The three new Riigikogu opposition parties not likely to cooperate heavily

The three parties which will make up the XV Riigikogu, once it is sworn in, the Center Party, the Conservative People’s Party of Estonia (EKRE) and Isamaa, are unlikely to recreate a coalition-in-opposition, and will instead ply their own party lines, leading members say.

At the same time, while EKRE and Isamaa seem to have fallen out of love with each other, the Center Party may take a pragmatic approach to cooperation.

Andre Hanimägi, the Center Party’s secretary general, told ETV news show “Aktuaalne kaamera” (AK) that every political party has issues they wish to stand up for.

He said: “For example, Isamaa and EKRE are quite lukewarm about the abolition of free public transport, but in Center’s opinion, this would be a very wrong move, and we are ready to fight for that in the Riigikogu as well.”

Free public transport has been on offer to Tallinn residents for around a decade now, and is also provided in other parts of the country, particularly on county bus lines, but now faces pressure from the coalition-in-waiting.

Isamaa’s vice-chair and outgoing Minister of Public Administration Riina Solman said: “It is key for us to transition to education in Estonian, and to make amendments to the Language Act, so that our language and culture will be preserved.”

“We have initiated all the family benefits and child support policies. We’re pushing our party line forward. If we take a look at who is in the opposition – we have the Center Party and EKRE, both of which have actually tried to speak to the Russian-speaking population in the elections, so then we do not tend to have common ground there,” Solman went on.

EKRE Chair Martin Helme said that Isamaa does not want to cooperate with his party is not a bitter pill to swallow.

“In fact, it rather puts grin on my face,” Helme told AK.

“I don’t think this story is sincere in the first place. Second, I think it’s kind of acting out the pain of a distrupted loss, in the wrong places. This talk that they performed poorly in the elections because they had been in office with us is not empirically true, but everyone comforts themselves as best they can,” he went on.

The three parties were in office together from April 2019 to January 2021, in a coalition known as EKRE-I-KE in shorthand.

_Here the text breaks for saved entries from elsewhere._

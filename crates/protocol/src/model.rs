use schemars::JsonSchema;
use serde::{Deserialize, Serialize};
use std::collections::HashMap;

/// A file's classification, used for result re-weighting (spec.md §4.3/§4.6).
///
/// Ordering of the variants matters only insofar as `classify` (in
/// `eidetic-indexer`) checks them in a fixed "first match wins" order; the
/// enum itself carries no ordering semantics.
#[derive(Debug, Clone, Copy, PartialEq, Eq, Serialize, Deserialize, JsonSchema)]
#[serde(rename_all = "snake_case")]
pub enum FileCategory {
    Source,
    Test,
    Doc,
    Config,
    Generated,
}

impl FileCategory {
    #[must_use]
    pub const fn as_str(self) -> &'static str {
        match self {
            Self::Source => "source",
            Self::Test => "test",
            Self::Doc => "doc",
            Self::Config => "config",
            Self::Generated => "generated",
        }
    }

    /// Multiplicative re-weighting applied to a result's fused score
    /// (spec.md §4.3 step 7). Absent/empty category is handled by the
    /// caller (falls back to 1.0), not here.
    #[must_use]
    pub const fn boost(self) -> f32 {
        match self {
            Self::Source => 1.0,
            Self::Test => 0.75,
            Self::Config => 0.70,
            Self::Doc => 0.65,
            Self::Generated => 0.60,
        }
    }
}

/// A snapshot entry: everything needed to detect whether a file changed
/// since the last index (spec.md §3 "FileRecord"). The relative path is the
/// key into `Snapshot`, not a field here — this matches the persisted shape
/// `{ [relativePath]: { contentHash } }` (spec.md §6).
#[derive(Debug, Clone, PartialEq, Eq, Serialize, Deserialize, JsonSchema)]
pub struct FileRecord {
    pub content_hash: String,
}

/// Persisted mapping of relative path to content hash, used for incremental
/// diffs (spec.md §3 "Snapshot", §4.6).
pub type Snapshot = HashMap<String, FileRecord>;

/// A unit of content submitted to the embedder (spec.md §3 "Chunk").
///
/// Line numbers are 1-based inclusive; `content.len() <= MAX_CHUNK_CHARS`
/// (2500) after refinement (spec.md §4.2).
#[derive(Debug, Clone, PartialEq, Serialize, Deserialize, JsonSchema)]
pub struct Chunk {
    pub content: String,
    pub start_line: usize,
    pub end_line: usize,
    pub language: String,
    pub file_path: String,
    #[serde(skip_serializing_if = "Option::is_none")]
    pub symbol_name: Option<String>,
    #[serde(skip_serializing_if = "Option::is_none")]
    pub symbol_kind: Option<String>,
    #[serde(skip_serializing_if = "Option::is_none")]
    pub symbol_signature: Option<String>,
    #[serde(skip_serializing_if = "Option::is_none")]
    pub parent_symbol: Option<String>,
}

impl Chunk {
    /// A whitespace-only chunk must be dropped (spec.md §3 invariant 5).
    #[must_use]
    pub fn is_blank(&self) -> bool {
        self.content.trim().is_empty()
    }
}

/// What the vector store actually holds: a `Chunk` plus its embedding and
/// store-level metadata (spec.md §3 "Document").
#[derive(Debug, Clone, Serialize, Deserialize, JsonSchema)]
pub struct Document {
    pub id: String,
    pub content: String,
    pub start_line: usize,
    pub end_line: usize,
    pub language: String,
    pub file_path: String,
    #[serde(skip_serializing_if = "Option::is_none")]
    pub symbol_name: Option<String>,
    #[serde(skip_serializing_if = "Option::is_none")]
    pub symbol_kind: Option<String>,
    #[serde(skip_serializing_if = "Option::is_none")]
    pub symbol_signature: Option<String>,
    #[serde(skip_serializing_if = "Option::is_none")]
    pub parent_symbol: Option<String>,
    pub vector: Vec<f32>,
    pub file_extension: String,
    pub file_category: FileCategory,
}

impl Document {
    #[must_use]
    pub fn from_chunk(id: String, chunk: Chunk, vector: Vec<f32>, file_category: FileCategory) -> Self {
        let file_extension = std::path::Path::new(&chunk.file_path)
            .extension()
            .and_then(|e| e.to_str())
            .map(|e| format!(".{e}"))
            .unwrap_or_default();
        Self {
            id,
            content: chunk.content,
            start_line: chunk.start_line,
            end_line: chunk.end_line,
            language: chunk.language,
            file_path: chunk.file_path,
            symbol_name: chunk.symbol_name,
            symbol_kind: chunk.symbol_kind,
            symbol_signature: chunk.symbol_signature,
            parent_symbol: chunk.parent_symbol,
            vector,
            file_extension,
            file_category,
        }
    }
}

/// The run state machine of a tree's indexing process (spec.md §3
/// "RunState"): `idle -> indexing -> (indexed | error)`.
#[derive(Debug, Clone, Copy, PartialEq, Eq, Serialize, Deserialize, JsonSchema)]
#[serde(rename_all = "snake_case")]
pub enum RunStateKind {
    Idle,
    Indexing,
    Indexed,
    Error,
}

#[derive(Debug, Clone, Serialize, Deserialize, JsonSchema)]
pub struct RunState {
    pub kind: RunStateKind,
    pub progress: u8,
    #[serde(skip_serializing_if = "Option::is_none")]
    pub progress_message: Option<String>,
    #[serde(skip_serializing_if = "Option::is_none")]
    pub total_files: Option<u64>,
    #[serde(skip_serializing_if = "Option::is_none")]
    pub total_chunks: Option<u64>,
    #[serde(skip_serializing_if = "Option::is_none")]
    pub last_indexed_unix_ms: Option<u64>,
    #[serde(skip_serializing_if = "Option::is_none")]
    pub error: Option<String>,
}

impl RunState {
    #[must_use]
    pub fn idle() -> Self {
        Self {
            kind: RunStateKind::Idle,
            progress: 0,
            progress_message: None,
            total_files: None,
            total_chunks: None,
            last_indexed_unix_ms: None,
            error: None,
        }
    }
}

/// A `Document` projection plus a fused relevance score, as returned by the
/// hybrid searcher (spec.md §3 "SearchResult"). `file_category` may be
/// `None` for legacy rows that predate the category column.
#[derive(Debug, Clone, Serialize, Deserialize, JsonSchema)]
pub struct SearchResult {
    pub id: String,
    pub content: String,
    pub start_line: usize,
    pub end_line: usize,
    pub language: String,
    pub file_path: String,
    #[serde(skip_serializing_if = "Option::is_none")]
    pub symbol_name: Option<String>,
    #[serde(skip_serializing_if = "Option::is_none")]
    pub symbol_kind: Option<String>,
    #[serde(skip_serializing_if = "Option::is_none")]
    pub symbol_signature: Option<String>,
    #[serde(skip_serializing_if = "Option::is_none")]
    pub parent_symbol: Option<String>,
    pub file_extension: String,
    #[serde(skip_serializing_if = "Option::is_none")]
    pub file_category: Option<FileCategory>,
    pub score: f32,
}

impl SearchResult {
    #[must_use]
    pub fn from_document(document: Document, score: f32) -> Self {
        Self {
            id: document.id,
            content: document.content,
            start_line: document.start_line,
            end_line: document.end_line,
            language: document.language,
            file_path: document.file_path,
            symbol_name: document.symbol_name,
            symbol_kind: document.symbol_kind,
            symbol_signature: document.symbol_signature,
            parent_symbol: document.parent_symbol,
            file_extension: document.file_extension,
            file_category: Some(document.file_category),
            score,
        }
    }

    /// Category boost multiplier (spec.md §4.3 step 7); absent category
    /// yields `1.0`.
    #[must_use]
    pub fn category_boost(&self) -> f32 {
        self.file_category.map_or(1.0, FileCategory::boost)
    }
}

#[cfg(test)]
mod tests {
    use super::*;
    use pretty_assertions::assert_eq;

    #[test]
    fn category_boost_table_matches_spec() {
        assert_eq!(FileCategory::Source.boost(), 1.0);
        assert_eq!(FileCategory::Test.boost(), 0.75);
        assert_eq!(FileCategory::Config.boost(), 0.70);
        assert_eq!(FileCategory::Doc.boost(), 0.65);
        assert_eq!(FileCategory::Generated.boost(), 0.60);
    }

    #[test]
    fn blank_chunk_is_detected() {
        let chunk = Chunk {
            content: "   \n\t  ".to_string(),
            start_line: 1,
            end_line: 2,
            language: "rust".to_string(),
            file_path: "a.rs".to_string(),
            symbol_name: None,
            symbol_kind: None,
            symbol_signature: None,
            parent_symbol: None,
        };
        assert!(chunk.is_blank());
    }

    #[test]
    fn snapshot_serializes_as_flat_map() {
        let mut snap: Snapshot = HashMap::new();
        snap.insert(
            "src/a.rs".to_string(),
            FileRecord {
                content_hash: "abc123".to_string(),
            },
        );
        let json = serde_json::to_string(&snap).unwrap();
        assert!(json.contains("\"src/a.rs\""));
        assert!(json.contains("\"content_hash\":\"abc123\""));
    }
}
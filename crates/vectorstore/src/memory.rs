//! In-process [`VectorStore`] used by the other crates' test suites
//! (`search`, `indexer`) so they can exercise the adapter contract without a
//! live backend. Not wired into the MCP server binary.

use crate::error::{Result, VectorStoreError};
use crate::store::{SymbolQuery, SymbolRow, VectorStore};
use async_trait::async_trait;
use eidetic_protocol::{Document, SearchResult};
use std::collections::HashMap;
use std::sync::Mutex;

struct Collection {
    dim: usize,
    docs: Vec<Document>,
}

#[derive(Default)]
pub struct InMemoryVectorStore {
    collections: Mutex<HashMap<String, Collection>>,
}

impl InMemoryVectorStore {
    #[must_use]
    pub fn new() -> Self {
        Self::default()
    }
}

fn cosine_similarity(a: &[f32], b: &[f32]) -> f32 {
    if a.len() != b.len() || a.is_empty() {
        return 0.0;
    }
    let dot: f32 = a.iter().zip(b).map(|(x, y)| x * y).sum();
    let norm_a: f32 = a.iter().map(|x| x * x).sum::<f32>().sqrt();
    let norm_b: f32 = b.iter().map(|x| x * x).sum::<f32>().sqrt();
    if norm_a == 0.0 || norm_b == 0.0 {
        0.0
    } else {
        ((dot / (norm_a * norm_b)) + 1.0) / 2.0
    }
}

fn extension_allowed(doc_ext: &str, filter: Option<&[String]>) -> bool {
    match filter {
        None => true,
        Some(exts) => exts.iter().any(|e| e == doc_ext),
    }
}

fn to_search_result(doc: &Document, score: f32) -> SearchResult {
    SearchResult::from_document(doc.clone(), score)
}

#[async_trait]
impl VectorStore for InMemoryVectorStore {
    async fn create_collection(&self, name: &str, dim: usize) -> Result<()> {
        let mut collections = self.collections.lock().unwrap();
        if collections.contains_key(name) {
            return Err(VectorStoreError::CollectionExists(name.to_string()));
        }
        collections.insert(name.to_string(), Collection { dim, docs: Vec::new() });
        Ok(())
    }

    async fn has_collection(&self, name: &str) -> bool {
        self.collections.lock().unwrap().contains_key(name)
    }

    async fn drop_collection(&self, name: &str) -> Result<()> {
        self.collections.lock().unwrap().remove(name);
        Ok(())
    }

    async fn insert(&self, name: &str, docs: Vec<Document>) -> Result<()> {
        let mut collections = self.collections.lock().unwrap();
        let collection = collections
            .get_mut(name)
            .ok_or_else(|| VectorStoreError::CollectionMissing(name.to_string()))?;
        for doc in &docs {
            if doc.vector.len() != collection.dim {
                return Err(VectorStoreError::PartialInsert(format!(
                    "vector length {} != collection dim {}",
                    doc.vector.len(),
                    collection.dim
                )));
            }
        }
        collection.docs.extend(docs);
        Ok(())
    }

    async fn dense_search(
        &self,
        name: &str,
        query_vector: &[f32],
        limit: usize,
        extension_filter: Option<&[String]>,
    ) -> Result<Vec<SearchResult>> {
        let collections = self.collections.lock().unwrap();
        let collection = match collections.get(name) {
            Some(c) => c,
            None => return Ok(Vec::new()),
        };
        let mut scored: Vec<(f32, &Document)> = collection
            .docs
            .iter()
            .filter(|d| extension_allowed(&d.file_extension, extension_filter))
            .map(|d| (cosine_similarity(query_vector, &d.vector), d))
            .collect();
        scored.sort_by(|a, b| b.0.partial_cmp(&a.0).unwrap_or(std::cmp::Ordering::Equal));
        Ok(scored
            .into_iter()
            .take(limit)
            .map(|(score, doc)| to_search_result(doc, score))
            .collect())
    }

    async fn lexical_scroll(
        &self,
        name: &str,
        query_text: &str,
        limit: usize,
        extension_filter: Option<&[String]>,
    ) -> Result<Vec<SearchResult>> {
        let terms: Vec<String> = query_text.split_whitespace().map(str::to_lowercase).collect();
        let collections = self.collections.lock().unwrap();
        let collection = match collections.get(name) {
            Some(c) => c,
            None => return Ok(Vec::new()),
        };
        Ok(collection
            .docs
            .iter()
            .filter(|d| extension_allowed(&d.file_extension, extension_filter))
            .filter(|d| {
                terms.is_empty() || {
                    let lower = d.content.to_lowercase();
                    terms.iter().any(|t| lower.contains(t.as_str()))
                }
            })
            .take(limit)
            .map(|d| to_search_result(d, 0.0))
            .collect())
    }

    async fn delete_by_path(&self, name: &str, rel_path: &str) -> Result<()> {
        let mut collections = self.collections.lock().unwrap();
        if let Some(collection) = collections.get_mut(name) {
            collection.docs.retain(|d| d.file_path != rel_path);
        }
        Ok(())
    }

    async fn get_by_id(&self, name: &str, id: &str) -> Result<Option<Document>> {
        let collections = self.collections.lock().unwrap();
        Ok(collections
            .get(name)
            .and_then(|c| c.docs.iter().find(|d| d.id == id).cloned()))
    }

    async fn update_point(&self, name: &str, document: Document) -> Result<()> {
        let mut collections = self.collections.lock().unwrap();
        let collection = collections
            .get_mut(name)
            .ok_or_else(|| VectorStoreError::CollectionMissing(name.to_string()))?;
        match collection.docs.iter_mut().find(|d| d.id == document.id) {
            Some(slot) => *slot = document,
            None => collection.docs.push(document),
        }
        Ok(())
    }

    async fn list_symbols(&self, name: &str, query: SymbolQuery) -> Result<Vec<SymbolRow>> {
        let collections = self.collections.lock().unwrap();
        let collection = match collections.get(name) {
            Some(c) => c,
            None => return Ok(Vec::new()),
        };
        Ok(collection
            .docs
            .iter()
            .filter_map(|d| {
                let name = d.symbol_name.clone()?;
                if name.is_empty() {
                    return None;
                }
                if let Some(path) = &query.path_filter {
                    if !d.file_path.contains(path.as_str()) {
                        return None;
                    }
                }
                if let Some(kind) = &query.kind_filter {
                    if d.symbol_kind.as_deref() != Some(kind.as_str()) {
                        return None;
                    }
                }
                Some(SymbolRow {
                    name,
                    kind: d.symbol_kind.clone().unwrap_or_default(),
                    relative_path: d.file_path.clone(),
                    start_line: d.start_line,
                    signature: d.symbol_signature.clone(),
                    parent_name: d.parent_symbol.clone(),
                })
            })
            .take(crate::store::LIST_SYMBOLS_LIMIT)
            .collect())
    }

    // `search` uses the trait's default dense+lexical+RRF composition
    // (spec.md §4.3 steps 4-6); no override needed here.
}

#[cfg(test)]
mod tests {
    use super::*;
    use eidetic_protocol::FileCategory;

    fn doc(id: &str, path: &str, content: &str, vector: Vec<f32>) -> Document {
        Document {
            id: id.to_string(),
            content: content.to_string(),
            start_line: 1,
            end_line: 1,
            language: "rust".to_string(),
            file_path: path.to_string(),
            symbol_name: None,
            symbol_kind: None,
            symbol_signature: None,
            parent_symbol: None,
            vector,
            file_extension: ".rs".to_string(),
            file_category: FileCategory::Source,
        }
    }

    #[tokio::test]
    async fn insert_rejects_wrong_dimension() {
        let store = InMemoryVectorStore::new();
        store.create_collection("c", 3).await.unwrap();
        let err = store
            .insert("c", vec![doc("1", "a.rs", "hi", vec![1.0, 2.0])])
            .await
            .unwrap_err();
        assert!(matches!(err, VectorStoreError::PartialInsert(_)));
    }

    #[tokio::test]
    async fn delete_by_path_removes_all_matching_docs() {
        let store = InMemoryVectorStore::new();
        store.create_collection("c", 2).await.unwrap();
        store
            .insert(
                "c",
                vec![
                    doc("1", "a.rs", "one", vec![1.0, 0.0]),
                    doc("2", "a.rs", "two", vec![0.0, 1.0]),
                    doc("3", "b.rs", "three", vec![1.0, 1.0]),
                ],
            )
            .await
            .unwrap();
        store.delete_by_path("c", "a.rs").await.unwrap();
        let remaining = store.get_by_id("c", "3").await.unwrap();
        assert!(remaining.is_some());
        assert!(store.get_by_id("c", "1").await.unwrap().is_none());
    }

    #[tokio::test]
    async fn dense_search_ranks_by_cosine_similarity() {
        let store = InMemoryVectorStore::new();
        store.create_collection("c", 2).await.unwrap();
        store
            .insert(
                "c",
                vec![
                    doc("1", "a.rs", "match", vec![1.0, 0.0]),
                    doc("2", "b.rs", "nomatch", vec![0.0, 1.0]),
                ],
            )
            .await
            .unwrap();
        let results = store
            .dense_search("c", &[1.0, 0.0], 10, None)
            .await
            .unwrap();
        assert_eq!(results[0].id, "1");
    }

    #[tokio::test]
    async fn missing_collection_returns_empty_not_error() {
        let store = InMemoryVectorStore::new();
        let results = store.dense_search("nope", &[1.0], 10, None).await.unwrap();
        assert!(results.is_empty());
    }
}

While Isamaa leader Helir-Valdor Seeder told the party’s board at a meeting Saturday that the association with EKRE had cast a shadow on his party, reiterating comments he had made earlier in the week, Center’s Andre Hanimägi told AK that EKRE had promulgated rhetoric which was “not appropriate,” though he also left the door open for some cooperation in opposition at the Riigikogu.

“I very much hope that there will be some constructive cooperation with EKRE, and a reasonable discussion in parliament. They have a lot of good MPs, but much depends on them,” Hanimägi said.

Martin Helme for his part said that an opposition in any case does not need to maintain a consistent line on all issues, though some do need consensus.

As an example of the latter, Helme mentioned filling the committee vice-chair posts and the second Riigikogu vice president, all posts which generally go to opposition MPs.

While a deal has not been signed yet, the Reform-Eesti 200-SDE coalition, thus far touted as an all-liberal alliance, is seen as a fait accompli given the three parties have 60 seats between them, and no major worldview issue clashes.

Isamaa’s seats tally went from 12 to eight, after the March 5 election, and the party is now the smallest by Riigikogu representation. Center, too, saw a significant drop in seats, from 26 (won in 2019 – the party was down to 23 by the eve of the 2023 election) to 16, while EKRE lost two seats, and now has 17.